[The problem]
A word-for-word repetition of all the entries is needed.

[Stored data entries]
= = = = = = =

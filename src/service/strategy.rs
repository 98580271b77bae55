//! Provider hooks that classify token endpoint failures and decorate token requests.

// self
use crate::{_prelude::*, service::GrantType};

/// Per-provider behavior plugged into the authorizer.
///
/// Hooks only see crate-owned data so implementations never depend on the HTTP client in use.
pub trait ProviderStrategy: Send + Sync {
	/// Maps a failed token request onto the canonical categories.
	fn classify_token_error(&self, ctx: &ProviderErrorContext) -> ProviderErrorKind;

	/// Adds provider-specific form fields (`audience`, `resource`, ...) to a token request.
	fn augment_token_request(&self, _grant: GrantType, _form: &mut BTreeMap<String, String>) {}
}

/// Canonical token endpoint failure categories.
#[derive(Clone, Copy, Debug, PartialEq, Eq)]
pub enum ProviderErrorKind {
	/// The authorization code or refresh token was rejected.
	InvalidGrant,
	/// Client authentication failed.
	InvalidClient,
	/// Requested scopes were refused.
	InsufficientScope,
	/// Temporary failure; safe to retry.
	Transient,
}

/// Primitive view of a failed token request handed to [`ProviderStrategy`].
#[derive(Clone, Debug, PartialEq, Eq)]
pub struct ProviderErrorContext {
	/// Grant type of the failing request.
	pub grant_type: GrantType,
	/// HTTP status code, when one was received.
	pub http_status: Option<u16>,
	/// OAuth `error` field.
	pub oauth_error: Option<String>,
	/// OAuth `error_description` field.
	pub error_description: Option<String>,
	/// Truncated body for non-JSON payloads.
	pub body_preview: Option<String>,
	/// Set when the request never produced an HTTP response.
	pub network_error: bool,
}
impl ProviderErrorContext {
	const BODY_PREVIEW_LIMIT: usize = 256;

	/// Creates an empty context for `grant_type`.
	pub fn new(grant_type: GrantType) -> Self {
		Self {
			grant_type,
			http_status: None,
			oauth_error: None,
			error_description: None,
			body_preview: None,
			network_error: false,
		}
	}

	/// Context for a request that failed below HTTP.
	pub fn network_failure(grant_type: GrantType) -> Self {
		Self { network_error: true, ..Self::new(grant_type) }
	}

	/// Adds the HTTP status code.
	pub fn with_http_status(mut self, status: u16) -> Self {
		self.http_status = Some(status);

		self
	}

	/// Adds the OAuth `error` code.
	pub fn with_oauth_error(mut self, error: impl Into<String>) -> Self {
		self.oauth_error = Some(error.into());

		self
	}

	/// Adds the OAuth `error_description`.
	pub fn with_error_description(mut self, description: impl Into<String>) -> Self {
		self.error_description = Some(description.into());

		self
	}

	/// Adds a body preview, truncated to a fixed number of characters.
	pub fn with_body_preview(mut self, body: impl Into<String>) -> Self {
		let body = body.into();
		let preview = match body.char_indices().nth(Self::BODY_PREVIEW_LIMIT) {
			Some((cut, _)) => format!("{}…", &body[..cut]),
			None => body,
		};

		self.body_preview = Some(preview);

		self
	}

	/// Best human-readable reason for error messages.
	pub fn reason(&self) -> String {
		self.error_description
			.clone()
			.or_else(|| self.oauth_error.clone())
			.or_else(|| self.body_preview.clone())
			.or_else(|| self.http_status.map(|status| format!("HTTP {status}")))
			.unwrap_or_else(|| "token endpoint request failed".into())
	}
}

/// RFC 6749 driven classification.
///
/// Structured OAuth fields win, then body hints, then the HTTP status. Network failures are
/// always transient.
#[derive(Clone, Copy, Debug, Default)]
pub struct DefaultProviderStrategy;
impl ProviderStrategy for DefaultProviderStrategy {
	fn classify_token_error(&self, ctx: &ProviderErrorContext) -> ProviderErrorKind {
		if ctx.network_error {
			return ProviderErrorKind::Transient;
		}

		ctx.oauth_error
			.as_deref()
			.and_then(classify_code)
			.or_else(|| ctx.error_description.as_deref().and_then(classify_text))
			.or_else(|| ctx.body_preview.as_deref().and_then(classify_text))
			.unwrap_or_else(|| classify_status(ctx.http_status))
	}
}

fn classify_code(code: &str) -> Option<ProviderErrorKind> {
	match code.to_ascii_lowercase().as_str() {
		"invalid_grant" | "access_denied" => Some(ProviderErrorKind::InvalidGrant),
		"invalid_client" | "unauthorized_client" => Some(ProviderErrorKind::InvalidClient),
		"invalid_scope" | "insufficient_scope" => Some(ProviderErrorKind::InsufficientScope),
		"temporarily_unavailable" | "server_error" => Some(ProviderErrorKind::Transient),
		_ => None,
	}
}

fn classify_text(text: &str) -> Option<ProviderErrorKind> {
	let lowered = text.to_ascii_lowercase();

	if lowered.contains("invalid_grant") {
		Some(ProviderErrorKind::InvalidGrant)
	} else if lowered.contains("invalid_client") {
		Some(ProviderErrorKind::InvalidClient)
	} else if lowered.contains("insufficient_scope") || lowered.contains("invalid_scope") {
		Some(ProviderErrorKind::InsufficientScope)
	} else if lowered.contains("temporarily_unavailable") || lowered.contains("retry") {
		Some(ProviderErrorKind::Transient)
	} else {
		None
	}
}

fn classify_status(status: Option<u16>) -> ProviderErrorKind {
	match status {
		Some(400 | 404 | 410) => ProviderErrorKind::InvalidGrant,
		Some(401) => ProviderErrorKind::InvalidClient,
		Some(403) => ProviderErrorKind::InsufficientScope,
		_ => ProviderErrorKind::Transient,
	}
}
//! Delegated-auth bridge for agent runtimes: verify the caller's bearer token, then hand tools a
//! per-user OAuth 2.0 access token for the third-party service they call, running the consent
//! flow on demand.

#![deny(clippy::all, missing_docs, unused_crate_dependencies)]

pub mod auth;
pub mod config;
#[cfg(feature = "reqwest")] pub mod confluence;
pub mod error;
pub mod flows;
pub mod http;
pub mod inbound;
pub mod oauth;
pub mod obs;
pub mod service;
pub mod store;
pub mod tool;

mod _prelude {
	pub use std::{
		collections::{BTreeMap, HashMap, hash_map::DefaultHasher},
		error::Error as StdError,
		fmt::{Debug, Display, Formatter, Result as FmtResult},
		future::Future,
		hash::{Hash, Hasher},
		pin::Pin,
		str::FromStr,
		sync::Arc,
	};

	pub use async_lock::Mutex as AsyncMutex;
	pub use parking_lot::{Mutex, RwLock};
	#[cfg(feature = "reqwest")]
	pub use reqwest::{Client as ReqwestClient, Error as ReqwestError};
	pub use serde::{Deserialize, Serialize};
	pub use thiserror::Error as ThisError;
	pub use time::{Duration, OffsetDateTime};
	pub use url::Url;

	pub use crate::error::{Error, Result};
}

pub use jsonwebtoken;
#[cfg(feature = "reqwest")] pub use reqwest;
pub use url;
#[cfg(test)] use {color_eyre as _, httpmock as _};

= = = = = = =

[Written answer]
filename src/service/strategy.rs
repository 98580271b77bae55
//! Provider hooks that classify token endpoint failures and decorate token requests.

// self
use crate::{_prelude::*, service::GrantType};

/// Per-provider behavior plugged into the authorizer.
///
/// Hooks only see crate-owned data so implementations never depend on the HTTP client in use.
pub trait ProviderStrategy: Send + Sync {
	/// Maps a failed token request onto the canonical categories.
	fn classify_token_error(&self, ctx: &ProviderErrorContext) -> ProviderErrorKind;

	/// Adds provider-specific form fields (`audience`, `resource`, ...) to a token request.
	fn augment_token_request(&self, _grant: GrantType, _form: &mut BTreeMap<String, String>) {}
}

/// Canonical token endpoint failure categories.
#[derive(Clone, Copy, Debug, PartialEq, Eq)]
pub enum ProviderErrorKind {
	/// The authorization code or refresh token was rejected.
	InvalidGrant,
	/// Client authentication failed.
	InvalidClient,
	/// Requested scopes were refused.
	InsufficientScope,
	/// Temporary failure; safe to retry.
	Transient,
}

/// Primitive view of a failed token request handed to [`ProviderStrategy`].
#[derive(Clone, Debug, PartialEq, Eq)]
pub struct ProviderErrorContext {
	/// Grant type of the failing request.
	pub grant_type: GrantType,
	/// HTTP status code, when one was received.
	pub http_status: Option<u16>,
	/// OAuth `error` field.
	pub oauth_error: Option<String>,
	/// OAuth `error_description` field.
	pub error_description: Option<String>,
	/// Truncated body for non-JSON payloads.
	pub body_preview: Option<String>,
	/// Set when the request never produced an HTTP response.
	pub network_error: bool,
}
impl ProviderErrorContext {
	const BODY_PREVIEW_LIMIT: usize = 256;

	/// Creates an empty context for `grant_type`.
	pub fn new(grant_type: GrantType) -> Self {
		Self {
			grant_type,
			http_status: None,
			oauth_error: None,
			error_description: None,
			body_preview: None,
			network_error: false,
		}
	}

	/// Context for a request that failed below HTTP.
	pub fn network_failure(grant_type: GrantType) -> Self {
		Self { network_error: true, ..Self::new(grant_type) }
	}

	/// Adds the HTTP status code.
	pub fn with_http_status(mut self, status: u16) -> Self {
		self.http_status = Some(status);

		self
	}

	/// Adds the OAuth `error` code.
	pub fn with_oauth_error(mut self, error: impl Into<String>) -> Self {
		self.oauth_error = Some(error.into());

		self
	}

	/// Adds the OAuth `error_description`.
	pub fn with_error_description(mut self, description: impl Into<String>) -> Self {
		self.error_description = Some(description.into());

		self
	}

	/// Adds a body preview, truncated to a fixed number of characters.
	pub fn with_body_preview(mut self, body: impl Into<String>) -> Self {
		let body = body.into();
		let preview = match body.char_indices().nth(Self::BODY_PREVIEW_LIMIT) {
			Some((cut, _)) => format!("{}…", &body[..cut]),
			None => body,
		};

		self.body_preview = Some(preview);

		self
	}

	/// Best human-readable reason for error messages.
	pub fn reason(&self) -> String {
		self.error_description
			.clone()
			.or_else(|| self.oauth_error.clone())
			.or_else(|| self.body_preview.clone())
			.or_else(|| self.http_status.map(|status| format!("HTTP {status}")))
			.unwrap_or_else(|| "token endpoint request failed".into())
	}
}

/// RFC 6749 driven classification.
///
/// Structured OAuth fields win, then body hints, then the HTTP status. Network failures are
/// always transient.
#[derive(Clone, Copy, Debug, Default)]
pub struct DefaultProviderStrategy;
impl ProviderStrategy for DefaultProviderStrategy {
	fn classify_token_error(&self, ctx: &ProviderErrorContext) -> ProviderErrorKind {
		if ctx.network_error {
			return ProviderErrorKind::Transient;
		}

		ctx.oauth_error
			.as_deref()
			.and_then(classify_code)
			.or_else(|| ctx.error_description.as_deref().and_then(classify_text))
			.or_else(|| ctx.body_preview.as_deref().and_then(classify_text))
			.unwrap_or_else(|| classify_status(ctx.http_status))
	}
}

fn classify_code(code: &str) -> Option<ProviderErrorKind> {
	match code.to_ascii_lowercase().as_str() {
		"invalid_grant" | "access_denied" => Some(ProviderErrorKind::InvalidGrant),
		"invalid_client" | "unauthorized_client" => Some(ProviderErrorKind::InvalidClient),
		"invalid_scope" | "insufficient_scope" => Some(ProviderErrorKind::InsufficientScope),
		"temporarily_unavailable" | "server_error" => Some(ProviderErrorKind::Transient),
		_ => None,
	}
}

fn classify_text(text: &str) -> Option<ProviderErrorKind> {
	let lowered = text.to_ascii_lowercase();

	if lowered.contains("invalid_grant") {
		Some(ProviderErrorKind::InvalidGrant)
	} else if lowered.contains("invalid_client") {
		Some(ProviderErrorKind::InvalidClient)
	} else if lowered.contains("insufficient_scope") || lowered.contains("invalid_scope") {
		Some(ProviderErrorKind::InsufficientScope)
	} else if lowered.contains("temporarily_unavailable") || lowered.contains("retry") {
		Some(ProviderErrorKind::Transient)
	} else {
		None
	}
}

fn classify_status(status: Option<u16>) -> ProviderErrorKind {
	match status {
		Some(400 | 404 | 410) => ProviderErrorKind::InvalidGrant,
		Some(401) => ProviderErrorKind::InvalidClient,
		Some(403) => ProviderErrorKind::InsufficientScope,
		_ => ProviderErrorKind::Transient,
	}
}
//! Delegated-auth bridge for agent runtimes: verify the caller's bearer token, then hand tools a
//! per-user OAuth 2.0 access token for the third-party service they call, running the consent
//! flow on demand.

#![deny(clippy::all, missing_docs, unused_crate_dependencies)]

pub mod auth;
pub mod config;
#[cfg(feature = "reqwest")] pub mod confluence;
pub mod error;
pub mod flows;
pub mod http;
pub mod inbound;
pub mod oauth;
pub mod obs;
pub mod service;
pub mod store;
pub mod tool;

mod _prelude {
	pub use std::{
		collections::{BTreeMap, HashMap, hash_map::DefaultHasher},
		error::Error as StdError,
		fmt::{Debug, Display, Formatter, Result as FmtResult},
		future::Future,
		hash::{Hash, Hasher},
		pin::Pin,
		str::FromStr,
		sync::Arc,
	};

	pub use async_lock::Mutex as AsyncMutex;
	pub use parking_lot::{Mutex, RwLock};
	#[cfg(feature = "reqwest")]
	pub use reqwest::{Client as ReqwestClient, Error as ReqwestError};
	pub use serde::{Deserialize, Serialize};
	pub use thiserror::Error as ThisError;
	pub use time::{Duration, OffsetDateTime};
	pub use url::Url;

	pub use crate::error::{Error, Result};
}

pub use jsonwebtoken;
#[cfg(feature = "reqwest")] pub use reqwest;
pub use url;
#[cfg(test)] use {color_eyre as _, httpmock as _};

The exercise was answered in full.